In several places, the language offered by Carmello changes the timetable throughout the initial model to reflect the interim period of July 1, 2005, through April 1, 2007.

The second draft may not be uniformly accepted by the life insurance industry. During a discussion at the Life & Health Actuarial Task Force session, Randy Freitag, a senior vice president with Jefferson-Pilot Financial Corp., Greensboro, N.C., noted that the inclusion of the clause provision on the mortality valuation requirement was “not close” to the principle-based approach supported in the CEO letter and that the points in that letter should be incorporated fully into the draft.

Gary Falde, vice president and appointed actuary with Pacific Life Insurance Company, Newport Beach, Calif., urged regulators to avoid a “one-size-fits-all approach” and changes to the sunset provision that could “dilute the sense of urgency to complete a principle-based solution.”

Representatives for Jefferson-Pilot Financial; Northwestern Mutual Life Insurance Co., Milwaukee; and New York Life Insurance Company, expressed support for the compromise in the CEO letter and urged that any draft reflect those suggestions.

Insurers offered comments that any advancement of a draft be postponed until the ACLI board of directors meets on June 24 to decide what action to take on the issue.

Mike Batte, a chief actuary and regulator representing New Mexico as LHATF chair, says he is disappointed that there are now two drafts because it will be hard to communicate why a second draft was needed. The second draft could create confusion, he adds.

Batte also says he is surprised the Task Force would agree to a sunset provision in a draft, noting that a current reserving model for variable annuities is going to expire in January 2006 and work on the VACARVM project has not been finalized to replace it.
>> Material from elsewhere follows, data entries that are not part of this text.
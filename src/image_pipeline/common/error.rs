use thiserror::Error;

#[derive(Error, Debug)]
pub enum Cr2Error {
    #[error("bad magic at offset {offset:#x}: expected {expected:#06x}, found {found:#06x}")]
    BadMagic {
        offset: usize,
        expected: u16,
        found: u16,
    },

    #[error("unexpected marker at offset {offset:#x}: expected {expected:#06x}, found {found:#06x}")]
    UnexpectedMarker {
        offset: usize,
        expected: u16,
        found: u16,
    },

    #[error("segment at offset {offset:#x} declares invalid length {length}")]
    InvalidSegmentLength { offset: usize, length: u16 },

    #[error("read of {need} bytes at offset {offset:#x} runs past end of buffer")]
    OutOfBounds { offset: usize, need: usize },

    #[error("directory chain revisits offset {offset:#x}")]
    CyclicDirectory { offset: usize },

    #[error("required tag {tag:#06x} not present")]
    MissingTag { tag: u16 },

    #[error("scan references huffman table {index} but only {count} were defined")]
    MissingHuffmanTable { index: usize, count: usize },

    #[error("no huffman code matched within 16 bits at bit offset {bit_offset}")]
    HuffmanMismatch { bit_offset: usize },

    #[error("difference category {category} exceeds 16 bits at bit offset {bit_offset}")]
    InvalidCategory { category: u8, bit_offset: usize },

    #[error("decoded {actual} samples, expected {expected}")]
    SampleCountMismatch { expected: usize, actual: usize },

    #[error("invalid image dimensions: width={0}, height={1}")]
    InvalidDimensions(usize, usize),

    #[error("failed to read input file: {0}")]
    InputReadError(String),

    #[error("failed to write output file: {0}")]
    OutputWriteError(String),

    #[error("failed to encode TIFF image: {0}")]
    EncodeError(String),

    #[error("IO error: {0}")]
    IoError(#[from] std::io::Error),
}

pub type Result<T> = std::result::Result<T, Cr2Error>;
Joe Musgrove, an Arkansas regulator, says the “A” Committee, LHATF’s parent at NAIC, has expressed its preference for a principle-based solution rather than a formulaic approach and that even an addition to the sunset language might sound like a continuation of efforts to advance a formulaic solution. “I can promise you that ‘A’ has heard enough of it,” he adds.

Other regulators expressed concern that a sunset provision may not take into account all circumstances. For instance, Frank Dino, a Florida regulator, cites the possibility that tax implications may make it difficult for industry to reach an acceptable principle-based solution.

As a regulator he says he is concerned about going back to guidelines that would permit inadequate reserves if there is a sunset in an existing guideline.

Sheldon Summers, a California regulator, says that creating a new principle-based approach is not an easy matter and that regulators need to be sure they have the time to develop this system thoroughly.

Nebraska regulator John Rink raised the issue of whether a July 1, 2005, implementation date would be too soon given the fact that it is May and the ACLI board will not be meeting until June 24, a week before implementation would begin.